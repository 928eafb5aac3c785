//! Frame listener: a background task that feeds frame updates into a match.
//!
//! One listener runs per match. It waits on two things at once: the next
//! datagram, and the match finishing. Whichever comes first wins, so a
//! finished match never leaves the listener blocked on a datagram that
//! will never arrive.

use std::sync::Arc;

use asciiarena_protocol::{Codec, Message, ProtocolError};
use asciiarena_transport::{Connection, TransportError};
use tokio::task::JoinHandle;

use crate::{FrameHandler, FrameOutcome, Match, MatchError, MatchProgress, MatchState};

/// Receives frame updates for one match.
pub struct FrameListener<C, K, H> {
    conn: Arc<C>,
    codec: K,
    game: Match,
    handler: H,
}

impl<C, K, H> FrameListener<C, K, H>
where
    C: Connection,
    K: Codec,
    H: FrameHandler,
{
    pub fn new(conn: Arc<C>, codec: K, game: Match, handler: H) -> Self {
        Self {
            conn,
            codec,
            game,
            handler,
        }
    }

    /// Runs the listener on its own Tokio task.
    pub fn spawn(self) -> ListenerHandle {
        ListenerHandle {
            task: tokio::spawn(self.run()),
        }
    }

    /// Runs until the match finishes or the frame channel fails.
    ///
    /// A failing listener also finishes the match, so that whoever is
    /// waiting on it (the action emitter) stops too. The error is
    /// returned for the session to surface.
    pub async fn run(mut self) -> Result<MatchState, MatchError> {
        tracing::debug!(delivery = %self.conn.delivery(), "frame listener started");

        let result = self.listen().await;
        if let Err(e) = &result {
            tracing::warn!(error = %e, "frame listener failed");
            self.game.finish();
        }

        let state = self.game.state();
        tracing::debug!(
            frame_id = state.frame_id,
            applied = state.frames_applied,
            stale = state.frames_stale,
            "frame listener stopped"
        );
        result.map(|()| state)
    }

    async fn listen(&mut self) -> Result<(), MatchError> {
        loop {
            let received = tokio::select! {
                biased;
                () = self.game.finished() => return Ok(()),
                received = self.conn.recv() => received?,
            };

            let Some(data) = received else {
                if self.game.is_finished() {
                    return Ok(());
                }
                return Err(TransportError::ConnectionClosed(
                    "frame channel closed during match".into(),
                )
                .into());
            };

            let message: Message = self.codec.decode(&data)?;
            let update = match message {
                Message::FrameUpdate(update) => update,
                other => {
                    return Err(ProtocolError::unexpected("FrameUpdate", &other).into());
                }
            };

            match self.game.apply_frame(update) {
                FrameOutcome::Applied => {
                    let state = self.game.state();
                    tracing::trace!(frame_id = state.frame_id, "frame applied");
                    let progress = self.handler.on_frame(self.game.map(), &state);
                    if progress == MatchProgress::Finished && self.game.finish() {
                        tracing::info!(frame_id = state.frame_id, "match finished");
                    }
                }
                FrameOutcome::Stale => {
                    tracing::trace!(
                        frame_id = update.frame_id,
                        current = self.game.frame_id(),
                        "dropping stale frame"
                    );
                }
                FrameOutcome::MatchOver => return Ok(()),
            }
        }
    }
}

/// Handle to a spawned [`FrameListener`].
pub struct ListenerHandle {
    task: JoinHandle<Result<MatchState, MatchError>>,
}

impl ListenerHandle {
    /// Waits for the listener to stop and returns the final match state.
    pub async fn join(mut self) -> Result<MatchState, MatchError> {
        (&mut self.task)
            .await
            .map_err(|e| MatchError::TaskFailed(e.to_string()))?
    }

    /// `true` once the listener task has stopped.
    pub fn is_finished(&self) -> bool {
        self.task.is_finished()
    }

    /// Stops the listener without waiting for it.
    pub fn abort(&self) {
        self.task.abort();
    }
}

/// Dropping the handle stops the listener, so the frame socket it holds is
/// released with it.
impl Drop for ListenerHandle {
    fn drop(&mut self) {
        self.task.abort();
    }
}
//! Error types for the match layer.

use asciiarena_protocol::ProtocolError;
use asciiarena_transport::TransportError;

/// Errors that end a frame listener.
///
/// Any of these is fatal for the match that owns the listener, and the
/// session treats it as fatal for itself too.
#[derive(Debug, thiserror::Error)]
pub enum MatchError {
    /// The frame channel failed or was closed under us.
    #[error(transparent)]
    Transport(#[from] TransportError),

    /// A datagram could not be decoded, or was not a frame update.
    #[error(transparent)]
    Protocol(#[from] ProtocolError),

    /// The listener task panicked or was aborted.
    #[error("frame listener task failed: {0}")]
    TaskFailed(String),
}
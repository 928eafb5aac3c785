//! Match state and frame listening for the ASCIIArena client.
//!
//! A match starts when the server sends `MatchLoad` and ends when the
//! game says so. While it runs, a background [`FrameListener`] applies
//! the server's frame updates to the shared [`Match`], and the session's
//! action emitter reads the latest frame id from it.
//!
//! # Key types
//!
//! - [`Match`]: the shared, synchronized match state
//! - [`FrameListener`] / [`ListenerHandle`]: the background task
//! - [`FrameHandler`]: the hook game logic implements to end a match
//! - [`MatchState`], [`FrameOutcome`], [`MatchProgress`]: plain data

mod error;
mod game;
mod handler;
mod listener;
mod state;

pub use error::MatchError;
pub use game::Match;
pub use handler::FrameHandler;
pub use listener::{FrameListener, ListenerHandle};
pub use state::{FrameOutcome, MatchProgress, MatchState};
//! Core protocol types for the ASCIIArena wire format.
//!
//! Every type in this module travels "on the wire": it gets serialized to
//! bytes, sent over the control stream or a frame datagram, and
//! deserialized by the server (or by us, for server-to-client messages).
//!
//! Think of this as the "language" that the client and server speak.

use serde::{Deserialize, Serialize};

use std::fmt;

// ---------------------------------------------------------------------------
// Identity
// ---------------------------------------------------------------------------

/// The identifier of a player: a single character, drawn on the map as the
/// player's avatar.
///
/// Newtype over `char` so that a player can't be confused with any other
/// character data. `#[serde(transparent)]` keeps it a one-character JSON
/// string (`"A"`) on the wire.
#[derive(Debug, Clone, Copy, PartialEq, Eq, Hash, Serialize, Deserialize)]
#[serde(transparent)]
pub struct PlayerId(pub char);

impl fmt::Display for PlayerId {
    fn fmt(&self, f: &mut fmt::Formatter<'_>) -> fmt::Result {
        write!(f, "'{}'", self.0)
    }
}

// ---------------------------------------------------------------------------
// Login
// ---------------------------------------------------------------------------

/// The server's verdict on a [`Message::LogInRequest`].
#[derive(Debug, Clone, Copy, PartialEq, Eq, Serialize, Deserialize)]
pub enum LogInStatus {
    /// The player is registered for the next match.
    Ok,
    /// Another connected client already uses this player character.
    PlayerAlreadyExists,
    /// The server has no free player slots.
    PlayerLimitReached,
}

impl LogInStatus {
    /// `true` only for [`LogInStatus::Ok`].
    pub fn is_ok(self) -> bool {
        matches!(self, Self::Ok)
    }
}

impl fmt::Display for LogInStatus {
    fn fmt(&self, f: &mut fmt::Formatter<'_>) -> fmt::Result {
        let text = match self {
            Self::Ok => "ok",
            Self::PlayerAlreadyExists => "player already exists",
            Self::PlayerLimitReached => "player limit reached",
        };
        f.write_str(text)
    }
}

/// Server → Client answer to a login request.
#[derive(Debug, Clone, PartialEq, Eq, Serialize, Deserialize)]
pub struct LogInResult {
    pub status: LogInStatus,
    /// Where the server expects frame datagrams to be exchanged.
    pub server_udp_port: u16,
    /// How many players a match needs before it is loaded.
    /// Fixed for the whole matchmaking wait.
    pub required_players: u32,
    /// Players already registered when this client logged in,
    /// in registration order.
    pub registered_players: Vec<PlayerId>,
}

// ---------------------------------------------------------------------------
// Match
// ---------------------------------------------------------------------------

/// The arena layout for one match.
///
/// `cells` is row-major, `width * height` entries. The protocol core does
/// not interpret cell values; that's the renderer's business.
#[derive(Debug, Clone, PartialEq, Eq, Serialize, Deserialize)]
pub struct MapSnapshot {
    pub width: u32,
    pub height: u32,
    pub cells: Vec<u8>,
    pub seed: u32,
}

/// Server → Client: "the roster is complete, here's the map."
#[derive(Debug, Clone, PartialEq, Eq, Serialize, Deserialize)]
pub struct MatchLoad {
    /// Countdown before local input is admitted.
    pub milliseconds_to_start: u32,
    pub map: MapSnapshot,
}

/// Server → Client, over the frame channel: one authoritative tick.
#[derive(Debug, Clone, Copy, PartialEq, Eq, Serialize, Deserialize)]
pub struct FrameUpdate {
    pub frame_id: u32,
}

/// Client → Server: one input from the local player.
///
/// `frame_id` is the newest frame the client had seen when the input was
/// taken, so the server can tell how stale the input is.
#[derive(Debug, Clone, Copy, PartialEq, Eq, Serialize, Deserialize)]
pub struct PlayerAction {
    pub frame_id: u32,
    /// Opaque action code produced by the input collaborator.
    pub action: u32,
}

// ---------------------------------------------------------------------------
// Message: the closed set of everything on the wire
// ---------------------------------------------------------------------------

/// Every message the client sends or receives.
///
/// `#[serde(tag = "type")]` produces "internally tagged" JSON:
///   `{ "type": "FrameUpdate", "frame_id": 12 }`
///
/// Because this is a plain enum, the set of messages is closed at compile
/// time: adding one means adding a variant, and every `match` on
/// `Message` in the workspace has to account for it.
#[derive(Debug, Clone, PartialEq, Eq, Serialize, Deserialize)]
#[serde(tag = "type")]
pub enum Message {
    // -- Version check --

    /// Client → Server: "this is the protocol version I speak."
    VersionAnnounce { version: String },

    /// Server → Client: "this is mine, and you may (not) continue."
    VersionAck { version: String, accepted: bool },

    // -- Login --

    /// Client → Server: "register me as `player`; send my frames to
    /// `requested_udp_port`."
    LogInRequest {
        player: PlayerId,
        requested_udp_port: u16,
    },

    /// Server → Client: see [`LogInResult`].
    LogInResult(LogInResult),

    // -- Matchmaking --

    /// Server → Client: a player joined (`joined == true`) or left.
    PlayerConnectionEvent { joined: bool, player: PlayerId },

    /// Server → Client: see [`MatchLoad`].
    MatchLoad(MatchLoad),

    // -- In match --

    /// Server → Client (frame channel): see [`FrameUpdate`].
    FrameUpdate(FrameUpdate),

    /// Client → Server: see [`PlayerAction`].
    PlayerAction(PlayerAction),
}

impl Message {
    /// The variant name, for logs and
    /// [`ProtocolError::Unexpected`](crate::ProtocolError::Unexpected).
    pub fn kind(&self) -> &'static str {
        match self {
            Self::VersionAnnounce { .. } => "VersionAnnounce",
            Self::VersionAck { .. } => "VersionAck",
            Self::LogInRequest { .. } => "LogInRequest",
            Self::LogInResult(_) => "LogInResult",
            Self::PlayerConnectionEvent { .. } => "PlayerConnectionEvent",
            Self::MatchLoad(_) => "MatchLoad",
            Self::FrameUpdate(_) => "FrameUpdate",
            Self::PlayerAction(_) => "PlayerAction",
        }
    }
}

impl From<FrameUpdate> for Message {
    fn from(update: FrameUpdate) -> Self {
        Self::FrameUpdate(update)
    }
}

impl From<PlayerAction> for Message {
    fn from(action: PlayerAction) -> Self {
        Self::PlayerAction(action)
    }
}

// =========================================================================
// Tests
// =========================================================================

Problem statement -
Everything from the first line of the records through the line holding "that whoever is" is to be transcribed exactly; leave out all other lines.

Response below -
repository 928eafb5aac3c785
//! Frame listener: a background task that feeds frame updates into a match.
//!
//! One listener runs per match. It waits on two things at once: the next
//! datagram, and the match finishing. Whichever comes first wins, so a
//! finished match never leaves the listener blocked on a datagram that
//! will never arrive.

use std::sync::Arc;

use asciiarena_protocol::{Codec, Message, ProtocolError};
use asciiarena_transport::{Connection, TransportError};
use tokio::task::JoinHandle;

use crate::{FrameHandler, FrameOutcome, Match, MatchError, MatchProgress, MatchState};

/// Receives frame updates for one match.
pub struct FrameListener<C, K, H> {
    conn: Arc<C>,
    codec: K,
    game: Match,
    handler: H,
}

impl<C, K, H> FrameListener<C, K, H>
where
    C: Connection,
    K: Codec,
    H: FrameHandler,
{
    pub fn new(conn: Arc<C>, codec: K, game: Match, handler: H) -> Self {
        Self {
            conn,
            codec,
            game,
            handler,
        }
    }

    /// Runs the listener on its own Tokio task.
    pub fn spawn(self) -> ListenerHandle {
        ListenerHandle {
            task: tokio::spawn(self.run()),
        }
    }

    /// Runs until the match finishes or the frame channel fails.
    ///
    /// A failing listener also finishes the match, so that whoever is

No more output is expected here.